#### SOURCE DATA

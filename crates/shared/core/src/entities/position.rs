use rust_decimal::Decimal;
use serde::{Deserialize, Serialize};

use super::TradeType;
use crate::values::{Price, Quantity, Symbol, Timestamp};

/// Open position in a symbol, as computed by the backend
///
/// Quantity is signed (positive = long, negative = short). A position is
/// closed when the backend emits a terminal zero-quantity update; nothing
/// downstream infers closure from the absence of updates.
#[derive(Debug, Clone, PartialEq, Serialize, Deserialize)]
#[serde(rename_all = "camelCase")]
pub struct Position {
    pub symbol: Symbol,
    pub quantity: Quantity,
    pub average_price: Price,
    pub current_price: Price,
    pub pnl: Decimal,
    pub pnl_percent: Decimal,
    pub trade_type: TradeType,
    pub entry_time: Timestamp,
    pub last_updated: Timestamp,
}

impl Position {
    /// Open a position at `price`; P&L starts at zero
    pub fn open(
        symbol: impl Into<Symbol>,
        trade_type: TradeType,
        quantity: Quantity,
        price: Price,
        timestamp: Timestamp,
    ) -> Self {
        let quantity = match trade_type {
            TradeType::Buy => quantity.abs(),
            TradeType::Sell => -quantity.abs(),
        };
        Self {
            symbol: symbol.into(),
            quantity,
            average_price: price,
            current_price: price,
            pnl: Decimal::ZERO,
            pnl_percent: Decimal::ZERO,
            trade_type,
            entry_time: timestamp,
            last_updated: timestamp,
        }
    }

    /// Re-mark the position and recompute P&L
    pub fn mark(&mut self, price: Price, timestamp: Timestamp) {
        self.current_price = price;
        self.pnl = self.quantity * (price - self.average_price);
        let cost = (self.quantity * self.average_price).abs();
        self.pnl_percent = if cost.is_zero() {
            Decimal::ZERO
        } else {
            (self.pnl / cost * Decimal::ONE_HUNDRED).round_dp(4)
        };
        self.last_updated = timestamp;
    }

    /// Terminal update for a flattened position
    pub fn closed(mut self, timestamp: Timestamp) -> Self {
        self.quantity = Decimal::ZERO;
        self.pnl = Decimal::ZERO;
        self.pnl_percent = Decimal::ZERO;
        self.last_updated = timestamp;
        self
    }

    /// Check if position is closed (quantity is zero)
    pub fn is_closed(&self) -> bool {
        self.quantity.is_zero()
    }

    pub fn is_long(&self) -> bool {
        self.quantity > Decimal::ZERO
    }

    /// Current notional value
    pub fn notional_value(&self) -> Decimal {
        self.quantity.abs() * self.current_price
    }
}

########

> TASK BRIEF: In full and without edits, return the listing.

> RESULT OF THE TASK:
filename crates/shared/core/src/entities/position.rs
use rust_decimal::Decimal;
use serde::{Deserialize, Serialize};

use super::TradeType;
use crate::values::{Price, Quantity, Symbol, Timestamp};

/// Open position in a symbol, as computed by the backend
///
/// Quantity is signed (positive = long, negative = short). A position is
/// closed when the backend emits a terminal zero-quantity update; nothing
/// downstream infers closure from the absence of updates.
#[derive(Debug, Clone, PartialEq, Serialize, Deserialize)]
#[serde(rename_all = "camelCase")]
pub struct Position {
    pub symbol: Symbol,
    pub quantity: Quantity,
    pub average_price: Price,
    pub current_price: Price,
    pub pnl: Decimal,
    pub pnl_percent: Decimal,
    pub trade_type: TradeType,
    pub entry_time: Timestamp,
    pub last_updated: Timestamp,
}

impl Position {
    /// Open a position at `price`; P&L starts at zero
    pub fn open(
        symbol: impl Into<Symbol>,
        trade_type: TradeType,
        quantity: Quantity,
        price: Price,
        timestamp: Timestamp,
    ) -> Self {
        let quantity = match trade_type {
            TradeType::Buy => quantity.abs(),
            TradeType::Sell => -quantity.abs(),
        };
        Self {
            symbol: symbol.into(),
            quantity,
            average_price: price,
            current_price: price,
            pnl: Decimal::ZERO,
            pnl_percent: Decimal::ZERO,
            trade_type,
            entry_time: timestamp,
            last_updated: timestamp,
        }
    }

    /// Re-mark the position and recompute P&L
    pub fn mark(&mut self, price: Price, timestamp: Timestamp) {
        self.current_price = price;
        self.pnl = self.quantity * (price - self.average_price);
        let cost = (self.quantity * self.average_price).abs();
        self.pnl_percent = if cost.is_zero() {
            Decimal::ZERO
        } else {
            (self.pnl / cost * Decimal::ONE_HUNDRED).round_dp(4)
        };
        self.last_updated = timestamp;
    }

    /// Terminal update for a flattened position
    pub fn closed(mut self, timestamp: Timestamp) -> Self {
        self.quantity = Decimal::ZERO;
        self.pnl = Decimal::ZERO;
        self.pnl_percent = Decimal::ZERO;
        self.last_updated = timestamp;
        self
    }

    /// Check if position is closed (quantity is zero)
    pub fn is_closed(&self) -> bool {
        self.quantity.is_zero()
    }

    pub fn is_long(&self) -> bool {
        self.quantity > Decimal::ZERO
    }

    /// Current notional value
    pub fn notional_value(&self) -> Decimal {
        self.quantity.abs() * self.current_price
    }
}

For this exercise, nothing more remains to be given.